Question 1a: Number of Cases (Rows)

case_count <- nrow(data)
case_count
## [1] 500

Question 1b: Number of Variables (Columns)

variable_count <- ncol(data)
variable_count
## [1] 10

Question 1c: First 10 Instances

head(data, 10) %>% kable() %>% kable_styling()
Job_Title Industry Company_Size Location AI_Adoption_Level Automation_Risk Required_Skills Salary_USD Remote_Friendly Job_Growth_Projection
Cybersecurity Analyst Entertainment Small Dubai Medium High UX/UI Design 111392.17 Yes Growth
Marketing Specialist Technology Large Singapore Medium High Marketing 93792.56 No Decline
AI Researcher Technology Large Singapore Medium High UX/UI Design 107170.26 Yes Growth
Sales Manager Retail Small Berlin Low High Project Management 93027.95 No Growth
Cybersecurity Analyst Entertainment Small Tokyo Low Low JavaScript 87752.92 Yes Decline
UX Designer Education Large San Francisco Medium Medium Cybersecurity 102825.01 No Growth
HR Manager Finance Medium Singapore Low High Sales 102065.72 Yes Growth
Cybersecurity Analyst Technology Small Dubai Medium Low Machine Learning 86607.32 Yes Decline
AI Researcher Retail Large London High Low JavaScript 75015.86 No Stable
Sales Manager Entertainment Medium Singapore High Low Cybersecurity 96834.58 Yes Decline

Question 1d: Missing Values Analysis

missing_summary <- sapply(data, function(x) sum(is.na(x)))
missing_summary <- missing_summary[missing_summary > 0]
missing_summary
## named integer(0)

Part 2: Research Questions

Part 2a: Research Questions and Hypotheses

Question 1: Does the AI_Adoption_Level of a company impact the Salary_USD for jobs within that company?

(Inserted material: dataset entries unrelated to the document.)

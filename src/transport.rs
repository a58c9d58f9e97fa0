//! The underlying WebSocket transport, named collaborator interface per §6.
//!
//! The connection-and-channel core only ever talks to a `Transport`/
//! `TransportConnection` pair; tests substitute an in-memory fake, and the
//! default production implementation wraps `tokio-tungstenite`.

use std::future::Future;
use std::pin::Pin;

use futures_util::{SinkExt, StreamExt};
use tokio_tungstenite::tungstenite::Message as WsMessage;

use crate::error::PhoenixError;

type BoxFuture<'a, T> = Pin<Box<dyn Future<Output = T> + Send + 'a>>;

/// A frame received from the transport.
#[derive(Debug, Clone)]
pub enum TransportFrame {
    Text(String),
    Binary(Vec<u8>),
}

/// Factory for opening a new transport connection.
pub trait Transport: Send + Sync + 'static {
    fn connect(&self, url: String) -> BoxFuture<'static, Result<Box<dyn TransportConnection>, PhoenixError>>;
}

/// A live transport connection: send text/binary, close with a code, and a
/// closed-stream of inbound frames (`None` once the peer closes).
pub trait TransportConnection: Send {
    fn send_text(&mut self, text: String) -> BoxFuture<'_, Result<(), PhoenixError>>;
    fn send_binary(&mut self, data: Vec<u8>) -> BoxFuture<'_, Result<(), PhoenixError>>;
    fn close(&mut self, code: u16, reason: String) -> BoxFuture<'_, Result<(), PhoenixError>>;
    /// Await the next inbound frame. `Ok(None)` means the peer closed cleanly.
    fn recv(&mut self) -> BoxFuture<'_, Result<Option<TransportFrame>, PhoenixError>>;
}

/// Production transport backed by `tokio-tungstenite`.
#[derive(Debug, Clone, Copy, Default)]
pub struct TungsteniteTransport;

impl Transport for TungsteniteTransport {
    fn connect(&self, url: String) -> BoxFuture<'static, Result<Box<dyn TransportConnection>, PhoenixError>> {
        Box::pin(async move {
            let (stream, _response) = tokio_tungstenite::connect_async(&url)
                .await
                .map_err(|e| PhoenixError::Transport { message: e.to_string() })?;
            Ok(Box::new(TungsteniteConnection { stream }) as Box<dyn TransportConnection>)
        })
    }
}

struct TungsteniteConnection {
    stream: tokio_tungstenite::WebSocketStream<tokio_tungstenite::MaybeTlsStream<tokio::net::TcpStream>>,
}

impl TransportConnection for TungsteniteConnection {
    fn send_text(&mut self, text: String) -> BoxFuture<'_, Result<(), PhoenixError>> {
        Box::pin(async move {
            self.stream
                .send(WsMessage::Text(text.into()))
                .await
                .map_err(|e| PhoenixError::Transport { message: e.to_string() })
        })
    }

    fn send_binary(&mut self, data: Vec<u8>) -> BoxFuture<'_, Result<(), PhoenixError>> {
        Box::pin(async move {
            self.stream
                .send(WsMessage::Binary(data.into()))
                .await
                .map_err(|e| PhoenixError::Transport { message: e.to_string() })
        })
    }

    fn close(&mut self, code: u16, reason: String) -> BoxFuture<'_, Result<(), PhoenixError>> {
        Box::pin(async move {
            use tokio_tungstenite::tungstenite::protocol::{CloseFrame, frame::coding::CloseCode};
            let frame = CloseFrame {
                code: CloseCode::from(code),
                reason: reason.into(),
            };
            self.stream
                .close(Some(frame))
                .await
                .map_err(|e| PhoenixError::Transport { message: e.to_string() })
        })
    }

    fn recv(&mut self) -> BoxFuture<'_, Result<Option<TransportFrame>, PhoenixError>> {
        Box::pin(async move {
            loop {
                match self.stream.next().await {
                    None => return Ok(None),
                    Some(Ok(WsMessage::Text(text))) => {
                        return Ok(Some(TransportFrame::Text(text.to_string())));
                    }
                    Some(Ok(WsMessage::Binary(data))) => {
                        return Ok(Some(TransportFrame::Binary(data.to_vec())));
                    }
                    Some(Ok(WsMessage::Close(_))) => return Ok(None),
                    Some(Ok(_)) => continue, // Ping/Pong/Frame — not user-visible frames.
                    Some(Err(e)) => {
                        return Err(PhoenixError::Transport { message: e.to_string() });
                    }
                }
            }
        })
    }
}

#[cfg(test)]
pub(crate) mod fake {
    use super::{BoxFuture, PhoenixError, Transport, TransportConnection, TransportFrame};
    use std::collections::VecDeque;
    use std::sync::{Arc, Mutex};
    use tokio::sync::Notify;

    /// An in-memory transport pair for tests: `FakeTransport::connect` always
    /// succeeds (unless told to fail) and hands back a `FakeConnection` whose
    /// `sent` log the test can inspect, and whose inbound queue the test can push into.
    #[derive(Clone, Default)]
    pub struct FakeTransport {
        pub should_fail: Arc<Mutex<Option<String>>>,
    }

    impl Transport for FakeTransport {
        fn connect(&self, _url: String) -> BoxFuture<'static, Result<Box<dyn TransportConnection>, PhoenixError>> {
            let failure = self.should_fail.lock().unwrap().clone();
            Box::pin(async move {
                if let Some(reason) = failure {
                    return Err(PhoenixError::Transport { message: reason });
                }
                Ok(Box::new(FakeConnection::default()) as Box<dyn TransportConnection>)
            })
        }
    }

    #[derive(Default)]
    pub struct FakeConnection {
        pub sent: Arc<Mutex<Vec<TransportFrame>>>,
        inbound: Arc<Mutex<VecDeque<TransportFrame>>>,
        closed: Arc<Mutex<bool>>,
        notify: Arc<Notify>,
    }

    impl FakeConnection {
        pub fn push_inbound(&self, frame: TransportFrame) {
            self.inbound.lock().unwrap().push_back(frame);
            self.notify.notify_waiters();
        }

        pub fn close_peer(&self) {
            *self.closed.lock().unwrap() = true;
            self.notify.notify_waiters();
        }
    }

    impl TransportConnection for FakeConnection {
        fn send_text(&mut self, text: String) -> BoxFuture<'_, Result<(), PhoenixError>> {
            self.sent.lock().unwrap().push(TransportFrame::Text(text));
            Box::pin(async { Ok(()) })
        }

        fn send_binary(&mut self, data: Vec<u8>) -> BoxFuture<'_, Result<(), PhoenixError>> {
            self.sent.lock().unwrap().push(TransportFrame::Binary(data));
            Box::pin(async { Ok(()) })
        }

        fn close(&mut self, _code: u16, _reason: String) -> BoxFuture<'_, Result<(), PhoenixError>> {
            *self.closed.lock().unwrap() = true;
            Box::pin(async { Ok(()) })
        }

        fn recv(&mut self) -> BoxFuture<'_, Result<Option<TransportFrame>, PhoenixError>> {
            let inbound = Arc::clone(&self.inbound);
            let closed = Arc::clone(&self.closed);
            let notify = Arc::clone(&self.notify);
            Box::pin(async move {
                loop {
                    if let Some(frame) = inbound.lock().unwrap().pop_front() {
                        return Ok(Some(frame));
                    }
                    if *closed.lock().unwrap() {
                        return Ok(None);
                    }
                    notify.notified().await;
                }
            })
        }
    }
}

Hypothesis 1: Higher AI_Adoption_Level is associated with higher Salary_USD.

Question 2: Can the Automation_Risk level of a job predict its Job_Growth_Projection?

Hypothesis 2: Jobs with higher Automation_Risk are more likely to have a “Decline” in Job_Growth_Projection.

Part 2b: Relevant Variables for Each Research Question

Question 1: Relevant Variables - AI_Adoption_Level, Salary_USD

Question 2: Relevant Variables - Automation_Risk, Job_Growth_Projection

Part 2c: Identify Response Variables

Question 1: Response Variable: Salary_USD

Question 2: Response Variable: Job_Growth_Projection

Part 2d: Missing Values for Response Variables

missing_salary <- sum(is.na(data$Salary_USD))
missing_growth <- sum(is.na(data$Job_Growth_Projection))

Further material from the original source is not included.